What on earth can be left to say about the ill-prepared Sunday Times Golden Globe Race which made Robin Knox-Johnston a knight and a household name, taught Chay Blyth that a bilge-keeler was not a boat in which to sail the Southern Ocean, and sent weekend yachtsman Donald Crowhurst to a watery grave?

Plenty if you read BBC reporter Chris Eakin’s book, A Race Too Far, published by Ebury Press at £16.99. Mr Eakin is a sailor himself, and a competent one, he has crossed Biscay twice in his Hallberg Rassy 36, with only his wife Deborah, a GP, as crew.

He has tracked down anyone still breathing whose life was affected by the race and has some fabulous stories to tell. Take Eve Tetley, now living on Alderney, the widow of Nigel Tetley whose trimaran sank after breaking up just 1,100 miles from the finish. He believed Crowhurst was not far astern and gaining so he pressed on when he should have eased up. Three years after such huge disappointment he was found hanged on a tree branch, dressed in lady’s stockings and suspender belt. Understandably Eve had not spoken – ever – of her husband’s demise. And Mr Eakin kept her away from me – when I tried – in classic doorstepping style!
Having read his book I can understand why. His story with Eve is a cracking exclusive. Her hatred for Crowhurst still runs deep.

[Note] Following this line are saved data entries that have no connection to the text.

//! The SCANNING stage's work-stealing scheduler (spec §4.4): fans a FIFO
//! queue of `(page, scanner)` units out to a worker pool under two
//! concurrency bounds (per-scanner token + global token, both acquired
//! before dispatch, both released on completion), honoring cooperative
//! cancellation without letting one unit's failure cancel its siblings.
//!
//! Grounded in the teacher's `crawl_engine::orchestrator::crawl_pages`
//! admission loop: a global `Semaphore` plus a second, narrower-scoped
//! permit (there: per-domain; here: per-scanner) acquired before spawning
//! each task, with `FuturesUnordered` draining completions as they land.

use std::collections::{BTreeSet, HashMap, VecDeque};
use std::sync::Arc;

use futures::stream::FuturesUnordered;
use futures::StreamExt;
use tokio::sync::{Mutex, Semaphore};
use uuid::Uuid;

use crate::domain::event::{ScanEventPayload, ScanEventType};
use crate::domain::outcome::{ScannerId, ScannerOutcome, ScannerStatus};
use crate::domain::page::PageSelection;
use crate::domain::session::ScanSession;
use crate::drivers::{self, DriverCredentials};
use crate::error::FailureKind;
use crate::events::EventBus;
use crate::orchestrator::config::OrchestratorConfig;
use crate::orchestrator::progress::scanning_progress;

struct Unit {
    page_url: String,
    scanner: ScannerId,
}

struct UnitResult {
    unit: Unit,
    outcome: ScannerOutcome,
}

/// Run SCANNING to completion: every admitted unit produces exactly one
/// [`ScannerOutcome`] (spec §3, §4.4 "completion criterion"), or is never
/// dispatched at all if cancellation was requested first.
pub async fn run_scanning_stage(
    scan_id: Uuid,
    selection: &PageSelection,
    enabled_scanners: &BTreeSet<ScannerId>,
    simulate: bool,
    config: &OrchestratorConfig,
    credentials: &DriverCredentials,
    session: &Arc<Mutex<ScanSession>>,
    events: &EventBus,
) -> Vec<ScannerOutcome> {
    let units: VecDeque<Unit> = selection
        .urls
        .iter()
        .flat_map(|page_url| enabled_scanners.iter().map(move |scanner| Unit { page_url: page_url.clone(), scanner: *scanner }))
        .collect();
    let total_units = units.len();

    let mut pending_per_page: HashMap<String, u32> = HashMap::new();
    for unit in &units {
        *pending_per_page.entry(unit.page_url.clone()).or_insert(0) += 1;
    }
    let units_total_for_page = pending_per_page.clone();

    let global = Arc::new(Semaphore::new(config.max_total.max(1)));
    let per_scanner: HashMap<ScannerId, Arc<Semaphore>> = config
        .max_per_scanner
        .iter()
        .map(|(scanner, cap)| (*scanner, Arc::new(Semaphore::new((*cap).max(1)))))
        .collect();
    let default_scanner_permits = Arc::new(Semaphore::new(config.max_total.max(1)));

    let mut queue = units;
    let mut active: FuturesUnordered<tokio::task::JoinHandle<UnitResult>> = FuturesUnordered::new();
    let mut outcomes: Vec<ScannerOutcome> = Vec::with_capacity(total_units);
    let mut completed_units = 0usize;

    loop {
        let cancel_requested = session.lock().await.cancel_requested;

        if !cancel_requested {
            while let Some(unit) = queue.front() {
                let scanner_sem = per_scanner.get(&unit.scanner).cloned().unwrap_or_else(|| default_scanner_permits.clone());

                let Ok(global_permit) = Arc::clone(&global).try_acquire_owned() else { break };
                let Ok(scanner_permit) = scanner_sem.try_acquire_owned() else {
                    drop(global_permit);
                    break;
                };

                let unit = queue.pop_front().expect("front() just confirmed Some");
                events.publish(
                    scan_id,
                    ScanEventType::ScannerStart,
                    ScanEventPayload::ScannerStart { page_url: unit.page_url.clone(), scanner: unit.scanner },
                );

                let credentials = credentials.clone();
                let timeout = config.scanner_timeout;
                let page_url = unit.page_url.clone();
                let scanner = unit.scanner;

                let handle = tokio::spawn(async move {
                    let _global_permit = global_permit;
                    let _scanner_permit = scanner_permit;
                    let outcome = if simulate {
                        drivers::drive_simulated(scanner, &page_url).await
                    } else {
                        drivers::drive(scanner, &page_url, timeout, &credentials).await
                    };
                    UnitResult { unit: Unit { page_url, scanner }, outcome }
                });
                active.push(handle);
            }
        }

        if active.is_empty() {
            break;
        }

        let next = if cancel_requested {
            // Cooperative cancellation (spec §5): in-flight units get one
            // grace period to finish on their own before being forced.
            tokio::time::timeout(config.cancel_grace_period, active.next()).await
        } else {
            Ok(active.next().await)
        };

        match next {
            Ok(Some(Ok(result))) => {
                completed_units += 1;
                record_unit_completion(
                    scan_id,
                    &result,
                    session,
                    events,
                    &mut pending_per_page,
                    &units_total_for_page,
                    total_units,
                    completed_units,
                )
                .await;
                outcomes.push(result.outcome);
            }
            Ok(Some(Err(join_err))) => {
                tracing::error!(%join_err, "scanner unit task panicked");
            }
            Ok(None) => break,
            Err(_elapsed) => {
                for handle in &active {
                    handle.abort();
                }
                break;
            }
        }
    }

    if session.lock().await.cancel_requested {
        tracing::info!(%scan_id, "scanning stage wound down after cancellation");
    }

    outcomes
}

#[allow(clippy::too_many_arguments)]
async fn record_unit_completion(
    scan_id: Uuid,
    result: &UnitResult,
    session: &Arc<Mutex<ScanSession>>,
    events: &EventBus,
    pending_per_page: &mut HashMap<String, u32>,
    units_total_for_page: &HashMap<String, u32>,
    total_units: usize,
    completed_units: usize,
) {
    let UnitResult { unit, outcome } = result;

    if outcome.status == ScannerStatus::Ok {
        events.publish(
            scan_id,
            ScanEventType::ScannerComplete,
            ScanEventPayload::ScannerComplete {
                page_url: unit.page_url.clone(),
                scanner: unit.scanner,
                status: outcome.status,
                duration_ms: outcome.duration.as_millis() as u64,
            },
        );
    } else {
        let failure_kind = if outcome.status == ScannerStatus::TimedOut {
            FailureKind::ScannerTimeout
        } else {
            FailureKind::ScannerFailed
        };
        events.publish(
            scan_id,
            ScanEventType::ScannerError,
            ScanEventPayload::ScannerError {
                page_url: unit.page_url.clone(),
                scanner: unit.scanner,
                failure_kind,
                message: outcome.error_message.clone().unwrap_or_default(),
            },
        );
    }

    {
        let mut guard = session.lock().await;
        let key = format!("{}#{}", unit.page_url, unit.scanner.label());
        guard.unit_progress.insert(key, outcome.status);
        guard.outcomes.push(outcome.clone());
        guard.progress_percent = scanning_progress(completed_units, total_units);
    }

    if let Some(remaining) = pending_per_page.get_mut(&unit.page_url) {
        *remaining -= 1;
        if *remaining == 0 {
            let total_for_page = *units_total_for_page.get(&unit.page_url).unwrap_or(&0);
            events.publish(
                scan_id,
                ScanEventType::PageProgress,
                ScanEventPayload::PageProgress {
                    page_url: unit.page_url.clone(),
                    units_completed_for_page: total_for_page,
                    units_total_for_page: total_for_page,
                },
            );
        }
    }
}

But that’s not all, he tracked down French sailor Bernard Moitessier’s widow Francoise and discovered the mystic hero was also a serial adulterer who pleaded with his Paris-based wife to send wool out to Tahiti so his mistress could knit clothes for his love-child!

He also has a lengthy conversation with Crowhurst’s widow Clare who bought a wooden house in the middle of the Australian outback where she spends six months every year. Having had journalists camping in her garden and still, occasionally, banging on her front door 40 years on, it’s the only place she feels free of the ‘Golden Globe fallout’ as Eakin describes it.

Shining through the pages rides Sir Robin Knox-Johnston a hero in every sense of the word. He gave his prize money to the Crowhursts, allowed Eve to live in his Hamble boatyard at cost, and helped move her to Alderney in the boat she and Nigel never finished. There is an unforgettable image of Sir Robin nipping up the quayside ladder in Bray, with Eve’s baby in a carry-cot held between his teeth.

Like The Strange Voyage of Donald Crowhurst and Voyage for Madmen, A Race Too Far is a cracking book. I can’t recommend it too highly.